::: EXERCISE MATERIAL :::

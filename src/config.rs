//! Runtime configuration and composition of the snapshot cache
//!
//! Validates parsed CLI arguments once at startup and wires the concrete
//! collaborators (backend client, file store, prefetcher, threshold policy)
//! into a `SnapshotCache`.

use std::path::PathBuf;

use chrono_tz::Tz;
use thiserror::Error;
use tracing::warn;

use crate::cache::freshness::{FixedOffsetThreshold, ThresholdPolicy, ZonedThreshold};
use crate::cache::store::{default_cache_dir, FileStore};
use crate::cache::SnapshotCache;
use crate::cli::Cli;
use crate::data::{
    HttpPrefetcher, MediaPrefetcher, NoopPrefetcher, OfflineProvider, RemoteProvider,
    SupabaseClient,
};

/// Subdirectory of the cache directory that holds prefetched media
const MEDIA_DIR: &str = "media";

/// Error types for configuration
#[derive(Debug, Error)]
pub enum ConfigError {
    /// The timezone is not in the IANA database
    #[error("Invalid timezone: '{0}'. Use an IANA name such as America/Sao_Paulo")]
    InvalidTimezone(String),

    /// The fixed offset could not be parsed
    #[error("Invalid UTC offset: '{0}'. Expected a value like -03:00, +0530 or -3")]
    InvalidOffset(String),

    /// No cache directory was given and none could be determined
    #[error("Could not determine a cache directory; pass --cache-dir")]
    NoCacheDir,
}

/// How the daily threshold is computed
#[derive(Debug, Clone, Copy, PartialEq, Eq)]
pub enum ReferenceZone {
    /// Timezone database
    Zoned(Tz),
    /// Fixed offset in seconds east of UTC
    FixedOffset(i32),
}

impl ReferenceZone {
    pub fn threshold_policy(&self) -> Box<dyn ThresholdPolicy> {
        match *self {
            ReferenceZone::Zoned(zone) => Box::new(ZonedThreshold::new(zone)),
            ReferenceZone::FixedOffset(seconds) => Box::new(FixedOffsetThreshold::new(seconds)),
        }
    }
}

/// Backend connection settings
#[derive(Debug, Clone, PartialEq, Eq)]
pub struct BackendConfig {
    pub url: String,
    pub anon_key: String,
    pub table: String,
}

/// Validated configuration derived from CLI arguments
#[derive(Debug, Clone, PartialEq, Eq)]
pub struct Config {
    /// Backend settings, absent when offline or not configured
    pub backend: Option<BackendConfig>,
    /// Directory for persisted entries and media
    pub cache_dir: PathBuf,
    pub reference: ReferenceZone,
    /// Whether images are downloaded ahead of display
    pub prefetch: bool,
}

impl Config {
    /// Creates a Config from parsed CLI arguments.
    ///
    /// # Returns
    /// * `Ok(Config)` with validated settings
    /// * `Err(ConfigError)` if the timezone, offset or cache directory is unusable
    pub fn from_cli(cli: &Cli) -> Result<Self, ConfigError> {
        let reference = match &cli.fixed_offset {
            Some(offset) => ReferenceZone::FixedOffset(parse_utc_offset(offset)?),
            None => ReferenceZone::Zoned(parse_timezone(&cli.timezone)?),
        };

        let cache_dir = match &cli.cache_dir {
            Some(dir) => dir.clone(),
            None => default_cache_dir().ok_or(ConfigError::NoCacheDir)?,
        };

        let backend = if cli.offline {
            None
        } else {
            match (&cli.backend_url, &cli.anon_key) {
                (Some(url), Some(anon_key)) if !url.is_empty() && !anon_key.is_empty() => {
                    Some(BackendConfig {
                        url: url.clone(),
                        anon_key: anon_key.clone(),
                        table: cli.table.clone(),
                    })
                }
                _ => None,
            }
        };

        Ok(Self {
            backend,
            cache_dir,
            reference,
            prefetch: !cli.no_prefetch,
        })
    }

    /// Directory prefetched media is written to
    pub fn media_dir(&self) -> PathBuf {
        self.cache_dir.join(MEDIA_DIR)
    }

    fn remote_provider(&self) -> Box<dyn RemoteProvider> {
        match &self.backend {
            Some(backend) => Box::new(
                SupabaseClient::new(&backend.url, &backend.anon_key).with_table(&backend.table),
            ),
            None => Box::new(OfflineProvider),
        }
    }

    fn prefetcher(&self) -> Box<dyn MediaPrefetcher> {
        if self.prefetch {
            Box::new(HttpPrefetcher::new(self.media_dir()))
        } else {
            Box::new(NoopPrefetcher)
        }
    }

    /// Wires the configured collaborators into a cache manager
    pub fn snapshot_cache(&self) -> SnapshotCache {
        if self.backend.is_none() {
            warn!("no backend configured, serving cached data only");
        }

        SnapshotCache::new(
            self.remote_provider(),
            Box::new(FileStore::with_dir(self.cache_dir.clone())),
            self.prefetcher(),
            self.reference.threshold_policy(),
        )
    }
}

/// Parses an IANA timezone name
pub fn parse_timezone(name: &str) -> Result<Tz, ConfigError> {
    name.trim()
        .parse::<Tz>()
        .map_err(|_| ConfigError::InvalidTimezone(name.to_string()))
}

/// Parses a UTC offset into seconds east of UTC
///
/// Accepts `-03:00`, `-0300`, `-03`, `-3` and an optional `UTC` prefix.
pub fn parse_utc_offset(raw: &str) -> Result<i32, ConfigError> {
    let invalid = || ConfigError::InvalidOffset(raw.to_string());

    let value = raw.trim();
    let value = value
        .strip_prefix("UTC")
        .or_else(|| value.strip_prefix("utc"))
        .unwrap_or(value);

    let (sign, digits) = match value.chars().next() {
        Some('-') => (-1, &value[1..]),
        Some('+') => (1, &value[1..]),
        Some(_) => (1, value),
        None => return Err(invalid()),
    };

    if digits.is_empty() || !digits.bytes().all(|b| b.is_ascii_digit() || b == b':') {
        return Err(invalid());
    }

    let (hours, minutes) = match digits.split_once(':') {
        Some((h, m)) => (h, m),
        None if digits.len() == 4 => digits.split_at(2),
        None => (digits, "0"),
    };

    let hours: i32 = hours.parse().map_err(|_| invalid())?;
    let minutes: i32 = minutes.parse().map_err(|_| invalid())?;
    if !(0..=14).contains(&hours) || !(0..60).contains(&minutes) {
        return Err(invalid());
    }

    Ok(sign * (hours * 3600 + minutes * 60))
}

:::

== WORK INSTRUCTIONS ==
Copy whichever lines in the listing above hold "into".

== REPLY TO THE EXERCISE ==
//! into a `SnapshotCache`.
    /// Wires the configured collaborators into a cache manager
/// Parses a UTC offset into seconds east of UTC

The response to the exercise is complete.